Closeup of clinician's hands getting vaccine dose ready

One state is experiencing success with its COVID-19 vaccination mandate. Fully three quarters of long-term care facilities in Connecticut have a 95% staff COVID-19 vaccination rate, the state’s Department of Public Health announced Friday. For the outliers, penalties await.

The data come from LTC operators who met a state-mandated Sept. 28 deadline to report staff vaccination participation. Connecticut has required all workers to be vaccinated unless they apply for a health or religious exemption. There is a $20,000 per-day fine for noncompliance.

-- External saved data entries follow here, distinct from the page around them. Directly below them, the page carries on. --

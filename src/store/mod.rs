//! Durable storage for yearly partitions.
//!
//! The ledger only talks to a [`PartitionStore`]; two backends implement it:
//!
//! - [`DurableStore`]: ACID redb database on disk
//! - [`MemStore`]: process-local DashMap, for memory-only ledgers and tests
//!
//! Both keep partitions as bincode-encoded snapshots, so a reload always
//! yields a fresh copy rebuilt from the stored purchases.

pub mod durable;
pub mod mem;

pub use durable::DurableStore;
pub use mem::MemStore;

use crate::error::StoreError;
use crate::partition::{SNAPSHOT_VERSION, Snapshot, YearPartition};

/// Result type for store operations.
pub type StoreResult<T> = std::result::Result<T, StoreError>;

/// What the ledger needs from a durable store.
///
/// Every write is an idempotent overwrite. Failures are reported as-is; the
/// ledger never retries.
pub trait PartitionStore: Send + Sync {
    /// Durably record the full content of one year.
    fn persist_partition(&self, year: i32, partition: &YearPartition) -> StoreResult<()>;

    /// Rebuild a previously persisted year.
    fn reload_partition(&self, year: i32) -> StoreResult<YearPartition>;

    /// Durably record the set of years the ledger knows about.
    fn persist_years(&self, years: &[i32]) -> StoreResult<()>;

    /// The year set last written with [`persist_years`](Self::persist_years).
    fn load_years(&self) -> StoreResult<Vec<i32>>;
}

/// Encode a partition as a versioned snapshot.
pub(crate) fn encode_partition(partition: &YearPartition) -> StoreResult<Vec<u8>> {
    bincode::serialize(&partition.snapshot()).map_err(|e| StoreError::Serialization {
        message: format!("failed to encode partition {}: {e}", partition.year()),
    })
}

/// Decode a snapshot written by [`encode_partition`] and rebuild its views.
pub(crate) fn decode_partition(year: i32, bytes: &[u8]) -> StoreResult<YearPartition> {
    let snapshot: Snapshot = bincode::deserialize(bytes).map_err(|e| StoreError::Serialization {
        message: format!("failed to decode partition {year}: {e}"),
    })?;
    if snapshot.format_version != SNAPSHOT_VERSION {
        return Err(StoreError::Serialization {
            message: format!(
                "partition {year} has format version {}, expected {SNAPSHOT_VERSION}",
                snapshot.format_version
            ),
        });
    }
    if snapshot.year != year {
        return Err(StoreError::Serialization {
            message: format!("partition stored under {year} holds year {}", snapshot.year),
        });
    }
    Ok(YearPartition::from_purchases(year, snapshot.purchases))
}

pub(crate) fn encode_years(years: &[i32]) -> StoreResult<Vec<u8>> {
    bincode::serialize(years).map_err(|e| StoreError::Serialization {
        message: format!("failed to encode year index: {e}"),
    })
}

pub(crate) fn decode_years(bytes: &[u8]) -> StoreResult<Vec<i32>> {
    bincode::deserialize(bytes).map_err(|e| StoreError::Serialization {
        message: format!("failed to decode year index: {e}"),
    })
}
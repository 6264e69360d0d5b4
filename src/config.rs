//! Ledger configuration.
//!
//! Loaded from and saved to TOML:
//!
//! ```toml
//! data_dir = "/var/lib/bookstore"
//! stripes = 8
//! ```

use std::path::{Path, PathBuf};
use std::sync::Arc;

use serde::{Deserialize, Serialize};

use crate::error::{ConfigError, LedgerResult};
use crate::ledger::PurchaseLedger;
use crate::store::{DurableStore, MemStore, PartitionStore};
use crate::stripe::StripedLock;

/// Configuration for a [`PurchaseLedger`].
#[derive(Debug, Clone, PartialEq, Eq, Serialize, Deserialize)]
#[serde(default)]
pub struct LedgerConfig {
    /// Directory for the durable store. `None` keeps everything in memory.
    pub data_dir: Option<PathBuf>,
    /// Number of lock stripes shared by all years.
    pub stripes: usize,
}

impl Default for LedgerConfig {
    fn default() -> Self {
        Self {
            data_dir: None,
            stripes: StripedLock::DEFAULT_STRIPES,
        }
    }
}

impl LedgerConfig {
    /// A config persisting under `dir`.
    pub fn persistent(dir: impl Into<PathBuf>) -> Self {
        Self {
            data_dir: Some(dir.into()),
            ..Default::default()
        }
    }

    pub fn validate(&self) -> Result<(), ConfigError> {
        if self.stripes == 0 {
            return Err(ConfigError::InvalidStripes);
        }
        Ok(())
    }

    /// Load from a TOML file.
    pub fn load(path: &Path) -> Result<Self, ConfigError> {
        let content = std::fs::read_to_string(path).map_err(|e| ConfigError::Read {
            path: path.display().to_string(),
            source: e,
        })?;
        let config: Self = toml::from_str(&content).map_err(|e| ConfigError::Parse {
            path: path.display().to_string(),
            message: e.to_string(),
        })?;
        config.validate()?;
        Ok(config)
    }

    /// Save to a TOML file.
    pub fn save(&self, path: &Path) -> Result<(), ConfigError> {
        let content = toml::to_string_pretty(self).map_err(|e| ConfigError::Serialize {
            path: path.display().to_string(),
            message: e.to_string(),
        })?;
        if let Some(parent) = path.parent() {
            std::fs::create_dir_all(parent).map_err(|e| ConfigError::Write {
                path: parent.display().to_string(),
                source: e,
            })?;
        }
        std::fs::write(path, content).map_err(|e| ConfigError::Write {
            path: path.display().to_string(),
            source: e,
        })
    }

    /// The store this config points at: redb under `data_dir`, or memory.
    pub fn open_store(&self) -> LedgerResult<Arc<dyn PartitionStore>> {
        let store: Arc<dyn PartitionStore> = match &self.data_dir {
            Some(dir) => Arc::new(DurableStore::open(dir)?),
            None => Arc::new(MemStore::new()),
        };
        Ok(store)
    }

    /// Validate, open the store and load the ledger's year index.
    pub fn open_ledger(&self) -> LedgerResult<PurchaseLedger> {
        self.validate()?;
        let store = self.open_store()?;
        Ok(PurchaseLedger::open(store, self)?)
    }
}
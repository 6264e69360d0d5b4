// thiserror's #[error("...{field}...")] format strings reference struct fields,
// but the compiler doesn't see through the derive macro and reports false positives.
#![allow(unused_assignments)]

//! # bookstore-ledger
//!
//! A time-partitioned purchase ledger for bookstore sales, with lazily
//! loaded yearly partitions and sales analytics on top.
//!
//! ## Architecture
//!
//! - **Stripe locks** (`stripe`): fixed pool of `RwLock`s, one chosen per year
//! - **Partition cells** (`lazy`): resident / evicted / absent cache cells with
//!   reload from the durable store
//! - **Year partitions** (`partition`): purchases indexed by shop, employee and
//!   customer
//! - **Ledger** (`ledger`): year → partition map with ingestion and scoped queries
//! - **Analytics** (`analytics`): best sellers, revenue, employee of the year,
//!   foreign purchases
//! - **Storage** (`store`): redb-backed durable store and an in-memory store
//!
//! ## Library usage
//!
//! ```no_run
//! use bookstore_ledger::analytics;
//! use bookstore_ledger::config::LedgerConfig;
//! use bookstore_ledger::model::{Book, City, Customer, Employee, Item, Money, Purchase, Shop};
//!
//! let ledger = LedgerConfig::persistent("./ledger-data").open_ledger().unwrap();
//! let vienna = City::new("Vienna", "Austria");
//! let purchase = Purchase::new(
//!     Shop::new(1, "Kärntner Straße", vienna.clone()),
//!     Employee::new(1, "Ada"),
//!     Customer::new(1, "Bo", vienna),
//!     chrono::NaiveDate::from_ymd_opt(2024, 5, 1).unwrap().and_hms_opt(10, 0, 0).unwrap(),
//!     vec![Item::new(Book::new(1, "Dune", Money(1_990)), 2).unwrap()],
//! )
//! .unwrap();
//! ledger.add(purchase).unwrap();
//! let best = analytics::best_sellers_in_year(&ledger, 2024).unwrap();
//! assert_eq!(best[0].amount, 2);
//! ```

pub mod analytics;
pub mod config;
pub mod error;
pub mod lazy;
pub mod ledger;
pub mod model;
pub mod partition;
pub mod store;
pub mod stripe;
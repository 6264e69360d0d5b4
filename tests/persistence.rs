//! Persistence and recovery tests for the ledger.
//!
//! These tests verify that partitions and the year index survive a restart
//! (persist + reopen cycle) on the redb-backed store.

mod common;

use std::sync::Arc;

use bookstore_ledger::analytics;
use bookstore_ledger::config::LedgerConfig;
use bookstore_ledger::lazy::PartitionState;
use bookstore_ledger::ledger::PurchaseLedger;
use bookstore_ledger::model::{Money, ShopId};
use bookstore_ledger::store::{DurableStore, PartitionStore};

use common::*;

fn persistent_ledger(dir: &std::path::Path) -> PurchaseLedger {
    LedgerConfig::persistent(dir).open_ledger().unwrap()
}

#[test]
fn purchases_survive_restart() {
    let dir = tempfile::TempDir::new().unwrap();

    // First session: live purchases and a historical load.
    {
        let ledger = persistent_ledger(dir.path());
        ledger.add(simple(2024, 1, &[(dune(), 2)])).unwrap();
        ledger.add(simple(2024, 2, &[(emma(), 1)])).unwrap();
        ledger
            .bulk_init(2021, vec![simple(2021, 5, &[(ulysses(), 4)])])
            .unwrap();
    }

    // Second session: everything comes back evicted and reloads on demand.
    {
        let ledger = persistent_ledger(dir.path());
        assert_eq!(ledger.years(), Some(2021..=2024));
        assert!(
            ledger
                .info()
                .partitions
                .iter()
                .all(|p| p.state == PartitionState::Evicted && p.stored)
        );

        assert_eq!(ledger.compute_by_year(2024, |ps| ps.len()).unwrap(), 2);
        assert_eq!(
            analytics::revenue_of_shop_in_year(&ledger, ShopId(1), 2021).unwrap(),
            Money(2_450 * 4)
        );
        assert_eq!(ledger.info().resident_years(), 2);
    }
}

#[test]
fn evict_and_reload_from_disk() {
    let dir = tempfile::TempDir::new().unwrap();
    let ledger = persistent_ledger(dir.path());
    let p = simple(2023, 1, &[(dune(), 1), (emma(), 2)]);
    ledger.add(p.clone()).unwrap();

    let evicted = ledger.clear(2023).unwrap();
    assert_eq!(evicted.purchases().next(), Some(&p));

    let reloaded = ledger
        .compute_by_year(2023, |ps| ps.iter().map(|q| (*q).clone()).collect::<Vec<_>>())
        .unwrap();
    assert_eq!(reloaded, vec![p]);
}

#[test]
fn writes_after_reopen_extend_the_year() {
    let dir = tempfile::TempDir::new().unwrap();
    {
        let ledger = persistent_ledger(dir.path());
        ledger.add(simple(2022, 1, &[(dune(), 1)])).unwrap();
    }
    {
        let ledger = persistent_ledger(dir.path());
        ledger.add(simple(2022, 2, &[(dune(), 1)])).unwrap();
        ledger.add(simple(2025, 3, &[(dune(), 1)])).unwrap();
    }

    let ledger = persistent_ledger(dir.path());
    assert_eq!(ledger.years(), Some(2022..=2025));
    assert_eq!(ledger.compute_by_year(2022, |ps| ps.len()).unwrap(), 2);
}

#[test]
fn lost_partition_surfaces_as_error() {
    let dir = tempfile::TempDir::new().unwrap();
    let store = Arc::new(DurableStore::open(dir.path()).unwrap());
    // Index claims a year whose partition was never written.
    store.persist_years(&[2010]).unwrap();

    let ledger = PurchaseLedger::open(store, &LedgerConfig::default()).unwrap();
    let err = ledger.compute_by_year(2010, |ps| ps.len()).unwrap_err();
    assert!(err.to_string().contains("2010"));
}
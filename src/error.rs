//! Rich diagnostic error types for the purchase ledger.
//!
//! Each concern defines its own error type with miette `#[diagnostic]` derives,
//! providing error codes, help text, and source chains so callers know exactly
//! what went wrong and how to fix it.

use miette::Diagnostic;
use thiserror::Error;

/// Top-level error type for the ledger.
///
/// Each variant wraps a concern-specific error, preserving the full diagnostic
/// chain through to the caller.
#[derive(Debug, Error, Diagnostic)]
pub enum LedgerError {
    #[error(transparent)]
    #[diagnostic(transparent)]
    Store(#[from] StoreError),

    #[error(transparent)]
    #[diagnostic(transparent)]
    Validation(#[from] ValidationError),

    #[error(transparent)]
    #[diagnostic(transparent)]
    Config(#[from] ConfigError),
}

// ---------------------------------------------------------------------------
// Store errors
// ---------------------------------------------------------------------------

#[derive(Debug, Error, Diagnostic)]
pub enum StoreError {
    #[error("I/O error: {source}")]
    #[diagnostic(
        code(ledger::store::io),
        help(
            "A filesystem operation failed. Check that the data directory exists, \
             has correct permissions, and that the disk is not full."
        )
    )]
    Io {
        #[source]
        source: std::io::Error,
    },

    #[error("redb transaction error: {message}")]
    #[diagnostic(
        code(ledger::store::redb),
        help(
            "The embedded database encountered a transaction error. \
             This may indicate corruption; try opening a fresh data directory."
        )
    )]
    Redb { message: String },

    #[error("serialization error: {message}")]
    #[diagnostic(
        code(ledger::store::serde),
        help(
            "Failed to encode or decode a partition snapshot. \
             This usually means the stored format changed between versions. \
             Re-run the historical load for the affected years."
        )
    )]
    Serialization { message: String },

    #[error("no stored partition for year {year}")]
    #[diagnostic(
        code(ledger::store::partition_missing),
        help(
            "The ledger tried to reload a year that was never persisted. \
             The year index and the partition table are out of sync; \
             re-run the historical load for this year."
        )
    )]
    PartitionMissing { year: i32 },
}

// ---------------------------------------------------------------------------
// Validation errors
// ---------------------------------------------------------------------------

#[derive(Debug, Error, Diagnostic)]
pub enum ValidationError {
    #[error("a purchase needs at least one item")]
    #[diagnostic(
        code(ledger::validation::empty_purchase),
        help("Build the purchase with one or more items.")
    )]
    EmptyPurchase,

    #[error("item for book {book} has amount 0")]
    #[diagnostic(
        code(ledger::validation::zero_amount),
        help("Item amounts must be positive.")
    )]
    ZeroAmount { book: u32 },

    #[error("purchase from {actual} cannot be loaded into year {expected}")]
    #[diagnostic(
        code(ledger::validation::year_mismatch),
        help("A historical load only accepts purchases from its own year.")
    )]
    YearMismatch { expected: i32, actual: i32 },
}

// ---------------------------------------------------------------------------
// Config errors
// ---------------------------------------------------------------------------

#[derive(Debug, Error, Diagnostic)]
pub enum ConfigError {
    #[error("failed to read config {path}")]
    #[diagnostic(
        code(ledger::config::read),
        help("Check that the config file exists and is readable.")
    )]
    Read {
        path: String,
        #[source]
        source: std::io::Error,
    },

    #[error("failed to write config {path}")]
    #[diagnostic(
        code(ledger::config::write),
        help("Check that the parent directory is writable.")
    )]
    Write {
        path: String,
        #[source]
        source: std::io::Error,
    },

    #[error("invalid config {path}: {message}")]
    #[diagnostic(
        code(ledger::config::parse),
        help("The file must be valid TOML with `data_dir` and `stripes` keys.")
    )]
    Parse { path: String, message: String },

    #[error("failed to serialize config for {path}: {message}")]
    #[diagnostic(
        code(ledger::config::serialize),
        help("Every config value must be representable in TOML; `data_dir` must be valid UTF-8.")
    )]
    Serialize { path: String, message: String },

    #[error("stripe count must be at least 1")]
    #[diagnostic(
        code(ledger::config::stripes),
        help("Set `stripes` to a small positive number; 4 to 16 works well.")
    )]
    InvalidStripes,
}

/// Convenience alias for functions returning ledger results.
pub type LedgerResult<T> = std::result::Result<T, LedgerError>;
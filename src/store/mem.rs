//! In-memory partition store backed by DashMap.
//!
//! Keeps encoded snapshots in a concurrent hashmap. Reloads decode a fresh
//! copy, exactly like the durable backend, but all data is lost on process
//! exit.

use std::sync::RwLock;
use std::sync::atomic::{AtomicUsize, Ordering};

use dashmap::DashMap;

use crate::error::StoreError;
use crate::partition::YearPartition;
use crate::store::{PartitionStore, StoreResult, decode_partition, encode_partition};

/// Concurrent in-memory store using a sharded hashmap.
#[derive(Debug, Default)]
pub struct MemStore {
    partitions: DashMap<i32, Vec<u8>>,
    years: RwLock<Vec<i32>>,
    writes: AtomicUsize,
    reloads: AtomicUsize,
}

impl MemStore {
    /// Create an empty in-memory store.
    pub fn new() -> Self {
        Self::default()
    }

    /// Whether a partition for `year` has been written.
    pub fn contains(&self, year: i32) -> bool {
        self.partitions.contains_key(&year)
    }

    /// Remove a stored partition, returning its encoded bytes.
    pub fn remove(&self, year: i32) -> Option<Vec<u8>> {
        self.partitions.remove(&year).map(|(_, v)| v)
    }

    /// Number of stored partitions.
    pub fn len(&self) -> usize {
        self.partitions.len()
    }

    pub fn is_empty(&self) -> bool {
        self.partitions.is_empty()
    }

    /// Total successful partition writes.
    pub fn write_count(&self) -> usize {
        self.writes.load(Ordering::Relaxed)
    }

    /// Total successful partition reloads.
    pub fn reload_count(&self) -> usize {
        self.reloads.load(Ordering::Relaxed)
    }
}

impl PartitionStore for MemStore {
    fn persist_partition(&self, year: i32, partition: &YearPartition) -> StoreResult<()> {
        self.partitions.insert(year, encode_partition(partition)?);
        self.writes.fetch_add(1, Ordering::Relaxed);
        Ok(())
    }

    fn reload_partition(&self, year: i32) -> StoreResult<YearPartition> {
        let partition = {
            let bytes = self
                .partitions
                .get(&year)
                .ok_or(StoreError::PartitionMissing { year })?;
            decode_partition(year, bytes.value())?
        };
        self.reloads.fetch_add(1, Ordering::Relaxed);
        Ok(partition)
    }

    fn persist_years(&self, years: &[i32]) -> StoreResult<()> {
        let mut stored = self.years.write().expect("years lock poisoned");
        *stored = years.to_vec();
        Ok(())
    }

    fn load_years(&self) -> StoreResult<Vec<i32>> {
        Ok(self.years.read().expect("years lock poisoned").clone())
    }
}

#[cfg(test)]
mod tests {
    use super::*;
    use crate::model::{Book, City, Customer, Employee, Item, Money, Purchase, Shop};
    use chrono::NaiveDate;
    use std::sync::Arc;

    fn partition(year: i32) -> YearPartition {
        let city = City::new("Oslo", "Norway");
        let purchase = Purchase::new(
            Shop::new(1, "Main", city.clone()),
            Employee::new(1, "Ada"),
            Customer::new(1, "Bo", city),
            NaiveDate::from_ymd_opt(year, 2, 2)
                .unwrap()
                .and_hms_opt(14, 0, 0)
                .unwrap(),
            vec![Item::new(Book::new(1, "Dune", Money(500)), 4).unwrap()],
        )
        .unwrap();
        YearPartition::from_purchases(year, [purchase])
    }

    #[test]
    fn persist_and_reload() {
        let store = MemStore::new();
        store.persist_partition(2022, &partition(2022)).unwrap();
        assert!(store.contains(2022));
        let reloaded = store.reload_partition(2022).unwrap();
        assert_eq!(reloaded.len(), 1);
        assert_eq!(store.write_count(), 1);
        assert_eq!(store.reload_count(), 1);
    }

    #[test]
    fn reload_of_removed_partition_fails() {
        let store = MemStore::new();
        store.persist_partition(2022, &partition(2022)).unwrap();
        assert!(store.remove(2022).is_some());
        assert!(matches!(
            store.reload_partition(2022),
            Err(StoreError::PartitionMissing { year: 2022 })
        ));
        assert_eq!(store.reload_count(), 0);
    }

    #[test]
    fn years_round_trip() {
        let store = MemStore::new();
        assert!(store.load_years().unwrap().is_empty());
        store.persist_years(&[2020, 2021]).unwrap();
        store.persist_years(&[2020, 2021, 2022]).unwrap();
        assert_eq!(store.load_years().unwrap(), vec![2020, 2021, 2022]);
    }

    #[test]
    fn concurrent_access() {
        let store = Arc::new(MemStore::new());
        let handles: Vec<_> = (2000..2050)
            .map(|year| {
                let store = Arc::clone(&store);
                std::thread::spawn(move || {
                    store.persist_partition(year, &partition(year)).unwrap();
                })
            })
            .collect();
        for h in handles {
            h.join().unwrap();
        }
        assert_eq!(store.len(), 50);
    }
}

Among the more than 61,200 vaccinated LTC staff members included in the reports, 89% are fully vaccinated, and 7% are reported as partially vaccinated. In the meantime, 167 eldercare providers still had not complied with the mandated reporting by a grace period extension of Oct. 8. Some may need time to consolidate data from multiple locations that share staff, the DPH reported.

“We applaud the tens of thousands of vaccinated long-term care workers for prioritizing the health and safety of the patients and residents under their care as well as the health and safety of themselves, their families, and their co-workers,” DPH Commissioner Manisha Juthani, M.D., said in a Friday, Oct. 15, statement. 

Civil penalties

Notices of civil penalties will be issued next week to facilities that have missed the deadline or not reported at all. The state DPH also said it plans to perform compliance audits that will also check that facilities are authenticating the vaccination status of covered LTC workers. 

The state’s 600 LTCFs include nursing homes, assisted living services agencies, managed residential communities, residential care homes, chronic disease hospitals and intermediate care facilities for individuals with intellectual disabilities.

Under the state’s vaccination order, LTC providers cannot employ or contract with covered workers who are not fully or partially vaccinated against COVID-19 or do not have medical or religious exemptions for vaccination.

Vaccination mandates in other states and municipalities are meeting various levels of resistance. Many healthcare workers in New York who have refused to take the vaccine may be able to go back to work after a judge last week ruled that the state must allow religious exemptions to the mandate.